A word-for-word transcription of every record is needed.

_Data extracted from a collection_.
□ □ □ □ □

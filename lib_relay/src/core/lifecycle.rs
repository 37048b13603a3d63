//! # Relay Lifecycle
//!
//! Owns one `Distributor`, at most one `UpstreamSource` and the cancellation
//! token that unwinds both. A single instance is created at startup and shared
//! by `Arc` with whoever needs the relay; nothing is looked up globally.
//!
//! ## Guarantees
//! - `ensure_started` launches the upstream loop exactly once, however many
//!   callers race on it (`tokio::sync::OnceCell`). A failed start (missing
//!   credential) leaves the guard unset so a corrected call can still succeed.
//! - `stop` fires the token and closes every subscriber queue.
//! - With `handle_signals` on, Ctrl-C / SIGTERM does the same and then waits at
//!   most `shutdown_grace` for the upstream loop to finish.

use std::sync::Arc;
use std::time::Duration;

use tokio::signal;
use tokio::sync::{mpsc, watch, OnceCell};
use tokio_util::sync::CancellationToken;
use tokio_util::task::TaskTracker;

use crate::config::RelayOptions;
use crate::core::connector::Connector;
use crate::core::dispatcher::{Distributor, DistributorStats, SubscriberQueue};
use crate::core::upstream_manager::{RelayState, UpstreamSource};
use crate::error::RelayError;

/// The process-wide relay.
pub struct RelayLifecycle<C: Connector> {
    connector: Arc<C>,
    distributor: Arc<Distributor>,
    options: RelayOptions,
    cancel: CancellationToken,
    tracker: TaskTracker,
    source: OnceCell<Arc<UpstreamSource<C>>>,
}

impl<C: Connector> RelayLifecycle<C> {
    /// Creates a relay with its own cancellation token.
    pub fn new(connector: C, options: RelayOptions) -> Self {
        Self::with_token(connector, options, CancellationToken::new())
    }

    /// Creates a relay bound to an externally owned token. Cancelling that
    /// token from outside shuts the relay down exactly like `stop`.
    pub fn with_token(connector: C, options: RelayOptions, cancel: CancellationToken) -> Self {
        let distributor = Arc::new(Distributor::new(options.effective_queue_capacity()));
        Self {
            connector: Arc::new(connector),
            distributor,
            options,
            cancel,
            tracker: TaskTracker::new(),
            source: OnceCell::new(),
        }
    }

    /// # Ensure Streaming
    ///
    /// Starts the upstream loop on first successful call; every later call is a
    /// no-op. Once the relay has been cancelled nothing is started any more.
    ///
    /// # Errors
    /// `MissingCredential` / `InvalidHeader`. Both are fatal configuration
    /// errors; connection problems are never reported here.
    pub async fn ensure_started(&self, url: &str, credential: &str) -> Result<(), RelayError> {
        if self.cancel.is_cancelled() {
            tracing::warn!("Relay already cancelled, not starting upstream");
            return Ok(());
        }
        self.source
            .get_or_try_init(|| async { self.launch(url, credential) })
            .await?;
        Ok(())
    }

    fn launch(&self, url: &str, credential: &str) -> Result<Arc<UpstreamSource<C>>, RelayError> {
        let source = Arc::new(UpstreamSource::new(
            Arc::clone(&self.connector),
            Arc::clone(&self.distributor),
            url,
            credential,
            &self.options,
        )?);

        let task_source = Arc::clone(&source);
        let token = self.cancel.clone();
        self.tracker.spawn(async move { task_source.run(token).await });
        self.tracker.close();

        if self.options.handle_signals {
            self.spawn_signal_listener();
        }

        tracing::info!(url, "Relay started");
        Ok(source)
    }

    fn spawn_signal_listener(&self) {
        let cancel = self.cancel.clone();
        let distributor = Arc::clone(&self.distributor);
        let tracker = self.tracker.clone();
        let grace = self.options.shutdown_grace;

        tokio::spawn(async move {
            tokio::select! {
                _ = cancel.cancelled() => return,
                _ = shutdown_signal() => {}
            }
            tracing::warn!("Shutdown signal received, stopping relay");
            cancel.cancel();
            distributor.stop();
            drain(&tracker, grace).await;
        });
    }

    /// Fires the token and closes every subscriber queue. Does not wait.
    pub fn stop(&self) {
        if !self.cancel.is_cancelled() {
            tracing::info!("Stopping relay");
        }
        self.cancel.cancel();
        self.distributor.stop();
    }

    /// `stop`, then wait up to the grace period for the upstream loop.
    /// Returns `false` if the grace period ran out.
    pub async fn shutdown(&self) -> bool {
        self.stop();
        drain(&self.tracker, self.options.shutdown_grace).await
    }

    /// Waits until the relay is cancelled (by `stop`, a signal or the injected
    /// token), then for in-flight work within the grace period.
    pub async fn wait(&self) -> bool {
        self.cancel.cancelled().await;
        self.distributor.stop();
        drain(&self.tracker, self.options.shutdown_grace).await
    }

    /// # Add Client
    ///
    /// Registers a subscriber and returns its queue. After cancellation the
    /// returned queue is already closed.
    pub fn add_client(&self, id: &str) -> SubscriberQueue {
        if self.cancel.is_cancelled() {
            return closed_queue();
        }
        let queue = self.distributor.add_client(id);
        // A stop racing with this call has already drained the set; undo.
        if self.cancel.is_cancelled() {
            self.distributor.remove_client(id);
        }
        queue
    }

    /// Deregisters a subscriber and closes its queue.
    pub fn remove_client(&self, id: &str) {
        self.distributor.remove_client(id);
    }

    /// `true` once the upstream loop has been launched.
    pub fn is_started(&self) -> bool {
        self.source.initialized()
    }

    /// `true` once the token has fired.
    pub fn is_cancelled(&self) -> bool {
        self.cancel.is_cancelled()
    }

    /// A clone of the relay's cancellation token.
    pub fn token(&self) -> CancellationToken {
        self.cancel.clone()
    }

    /// Current upstream state.
    pub fn state(&self) -> RelayState {
        match self.source.get() {
            Some(source) => source.state(),
            None if self.cancel.is_cancelled() => RelayState::Cancelled,
            None => RelayState::Idle,
        }
    }

    /// Observes upstream state changes, once started.
    pub fn subscribe_state(&self) -> Option<watch::Receiver<RelayState>> {
        self.source.get().map(|source| source.subscribe_state())
    }

    /// The upstream URL, once started.
    pub fn upstream_url(&self) -> Option<&str> {
        self.source.get().map(|source| source.url())
    }

    /// Connection attempts made so far.
    pub fn attempts(&self) -> u64 {
        self.source.get().map_or(0, |source| source.attempts())
    }

    /// Distributor counters.
    pub fn stats(&self) -> DistributorStats {
        self.distributor.stats()
    }

    /// The shared distributor.
    pub fn distributor(&self) -> &Arc<Distributor> {
        &self.distributor
    }
}

fn closed_queue() -> SubscriberQueue {
    let (_tx, rx) = mpsc::channel(1);
    rx
}

async fn drain(tracker: &TaskTracker, grace: Duration) -> bool {
    tracker.close();
    match tokio::time::timeout(grace, tracker.wait()).await {
        Ok(()) => {
            tracing::info!("Relay tasks finished");
            true
        }
        Err(_) => {
            tracing::warn!(grace_ms = grace.as_millis() as u64, "Relay tasks still running after grace period");
            false
        }
    }
}

/// # Shutdown Signal
///
/// Resolves on Ctrl-C, or SIGTERM on UNIX. If a handler cannot be installed
/// that branch never resolves.
pub async fn shutdown_signal() {
    let ctrl_c = async {
        if let Err(e) = signal::ctrl_c().await {
            tracing::error!("Failed to install Ctrl+C handler: {}", e);
            std::future::pending::<()>().await;
        }
    };

    #[cfg(unix)]
    let terminate = async {
        match signal::unix::signal(signal::unix::SignalKind::terminate()) {
            Ok(mut term) => {
                term.recv().await;
            }
            Err(e) => {
                tracing::error!("Failed to install SIGTERM handler: {}", e);
                std::future::pending::<()>().await;
            }
        }
    };

    #[cfg(not(unix))]
    let terminate = std::future::pending::<()>();

    tokio::select! {
        _ = ctrl_c => {},
        _ = terminate => {},
    }
}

□ □ □ □ □

_Final answer_.
filename lib_relay/src/core/lifecycle.rs
repository 37048b13603a3d63
//! # Relay Lifecycle
//!
//! Owns one `Distributor`, at most one `UpstreamSource` and the cancellation
//! token that unwinds both. A single instance is created at startup and shared
//! by `Arc` with whoever needs the relay; nothing is looked up globally.
//!
//! ## Guarantees
//! - `ensure_started` launches the upstream loop exactly once, however many
//!   callers race on it (`tokio::sync::OnceCell`). A failed start (missing
//!   credential) leaves the guard unset so a corrected call can still succeed.
//! - `stop` fires the token and closes every subscriber queue.
//! - With `handle_signals` on, Ctrl-C / SIGTERM does the same and then waits at
//!   most `shutdown_grace` for the upstream loop to finish.

use std::sync::Arc;
use std::time::Duration;

use tokio::signal;
use tokio::sync::{mpsc, watch, OnceCell};
use tokio_util::sync::CancellationToken;
use tokio_util::task::TaskTracker;

use crate::config::RelayOptions;
use crate::core::connector::Connector;
use crate::core::dispatcher::{Distributor, DistributorStats, SubscriberQueue};
use crate::core::upstream_manager::{RelayState, UpstreamSource};
use crate::error::RelayError;

/// The process-wide relay.
pub struct RelayLifecycle<C: Connector> {
    connector: Arc<C>,
    distributor: Arc<Distributor>,
    options: RelayOptions,
    cancel: CancellationToken,
    tracker: TaskTracker,
    source: OnceCell<Arc<UpstreamSource<C>>>,
}

impl<C: Connector> RelayLifecycle<C> {
    /// Creates a relay with its own cancellation token.
    pub fn new(connector: C, options: RelayOptions) -> Self {
        Self::with_token(connector, options, CancellationToken::new())
    }

    /// Creates a relay bound to an externally owned token. Cancelling that
    /// token from outside shuts the relay down exactly like `stop`.
    pub fn with_token(connector: C, options: RelayOptions, cancel: CancellationToken) -> Self {
        let distributor = Arc::new(Distributor::new(options.effective_queue_capacity()));
        Self {
            connector: Arc::new(connector),
            distributor,
            options,
            cancel,
            tracker: TaskTracker::new(),
            source: OnceCell::new(),
        }
    }

    /// # Ensure Streaming
    ///
    /// Starts the upstream loop on first successful call; every later call is a
    /// no-op. Once the relay has been cancelled nothing is started any more.
    ///
    /// # Errors
    /// `MissingCredential` / `InvalidHeader`. Both are fatal configuration
    /// errors; connection problems are never reported here.
    pub async fn ensure_started(&self, url: &str, credential: &str) -> Result<(), RelayError> {
        if self.cancel.is_cancelled() {
            tracing::warn!("Relay already cancelled, not starting upstream");
            return Ok(());
        }
        self.source
            .get_or_try_init(|| async { self.launch(url, credential) })
            .await?;
        Ok(())
    }

    fn launch(&self, url: &str, credential: &str) -> Result<Arc<UpstreamSource<C>>, RelayError> {
        let source = Arc::new(UpstreamSource::new(
            Arc::clone(&self.connector),
            Arc::clone(&self.distributor),
            url,
            credential,
            &self.options,
        )?);

        let task_source = Arc::clone(&source);
        let token = self.cancel.clone();
        self.tracker.spawn(async move { task_source.run(token).await });
        self.tracker.close();

        if self.options.handle_signals {
            self.spawn_signal_listener();
        }

        tracing::info!(url, "Relay started");
        Ok(source)
    }

    fn spawn_signal_listener(&self) {
        let cancel = self.cancel.clone();
        let distributor = Arc::clone(&self.distributor);
        let tracker = self.tracker.clone();
        let grace = self.options.shutdown_grace;

        tokio::spawn(async move {
            tokio::select! {
                _ = cancel.cancelled() => return,
                _ = shutdown_signal() => {}
            }
            tracing::warn!("Shutdown signal received, stopping relay");
            cancel.cancel();
            distributor.stop();
            drain(&tracker, grace).await;
        });
    }

    /// Fires the token and closes every subscriber queue. Does not wait.
    pub fn stop(&self) {
        if !self.cancel.is_cancelled() {
            tracing::info!("Stopping relay");
        }
        self.cancel.cancel();
        self.distributor.stop();
    }

    /// `stop`, then wait up to the grace period for the upstream loop.
    /// Returns `false` if the grace period ran out.
    pub async fn shutdown(&self) -> bool {
        self.stop();
        drain(&self.tracker, self.options.shutdown_grace).await
    }

    /// Waits until the relay is cancelled (by `stop`, a signal or the injected
    /// token), then for in-flight work within the grace period.
    pub async fn wait(&self) -> bool {
        self.cancel.cancelled().await;
        self.distributor.stop();
        drain(&self.tracker, self.options.shutdown_grace).await
    }

    /// # Add Client
    ///
    /// Registers a subscriber and returns its queue. After cancellation the
    /// returned queue is already closed.
    pub fn add_client(&self, id: &str) -> SubscriberQueue {
        if self.cancel.is_cancelled() {
            return closed_queue();
        }
        let queue = self.distributor.add_client(id);
        // A stop racing with this call has already drained the set; undo.
        if self.cancel.is_cancelled() {
            self.distributor.remove_client(id);
        }
        queue
    }

    /// Deregisters a subscriber and closes its queue.
    pub fn remove_client(&self, id: &str) {
        self.distributor.remove_client(id);
    }

    /// `true` once the upstream loop has been launched.
    pub fn is_started(&self) -> bool {
        self.source.initialized()
    }

    /// `true` once the token has fired.
    pub fn is_cancelled(&self) -> bool {
        self.cancel.is_cancelled()
    }

    /// A clone of the relay's cancellation token.
    pub fn token(&self) -> CancellationToken {
        self.cancel.clone()
    }

    /// Current upstream state.
    pub fn state(&self) -> RelayState {
        match self.source.get() {
            Some(source) => source.state(),
            None if self.cancel.is_cancelled() => RelayState::Cancelled,
            None => RelayState::Idle,
        }
    }

    /// Observes upstream state changes, once started.
    pub fn subscribe_state(&self) -> Option<watch::Receiver<RelayState>> {
        self.source.get().map(|source| source.subscribe_state())
    }

    /// The upstream URL, once started.
    pub fn upstream_url(&self) -> Option<&str> {
        self.source.get().map(|source| source.url())
    }

    /// Connection attempts made so far.
    pub fn attempts(&self) -> u64 {
        self.source.get().map_or(0, |source| source.attempts())
    }

    /// Distributor counters.
    pub fn stats(&self) -> DistributorStats {
        self.distributor.stats()
    }

    /// The shared distributor.
    pub fn distributor(&self) -> &Arc<Distributor> {
        &self.distributor
    }
}

fn closed_queue() -> SubscriberQueue {
    let (_tx, rx) = mpsc::channel(1);
    rx
}

async fn drain(tracker: &TaskTracker, grace: Duration) -> bool {
    tracker.close();
    match tokio::time::timeout(grace, tracker.wait()).await {
        Ok(()) => {
            tracing::info!("Relay tasks finished");
            true
        }
        Err(_) => {
            tracing::warn!(grace_ms = grace.as_millis() as u64, "Relay tasks still running after grace period");
            false
        }
    }
}

/// # Shutdown Signal
///
/// Resolves on Ctrl-C, or SIGTERM on UNIX. If a handler cannot be installed
/// that branch never resolves.
pub async fn shutdown_signal() {
    let ctrl_c = async {
        if let Err(e) = signal::ctrl_c().await {
            tracing::error!("Failed to install Ctrl+C handler: {}", e);
            std::future::pending::<()>().await;
        }
    };

    #[cfg(unix)]
    let terminate = async {
        match signal::unix::signal(signal::unix::SignalKind::terminate()) {
            Ok(mut term) => {
                term.recv().await;
            }
            Err(e) => {
                tracing::error!("Failed to install SIGTERM handler: {}", e);
                std::future::pending::<()>().await;
            }
        }
    };

    #[cfg(not(unix))]
    let terminate = std::future::pending::<()>();

    tokio::select! {
        _ = ctrl_c => {},
        _ = terminate => {},
    }
}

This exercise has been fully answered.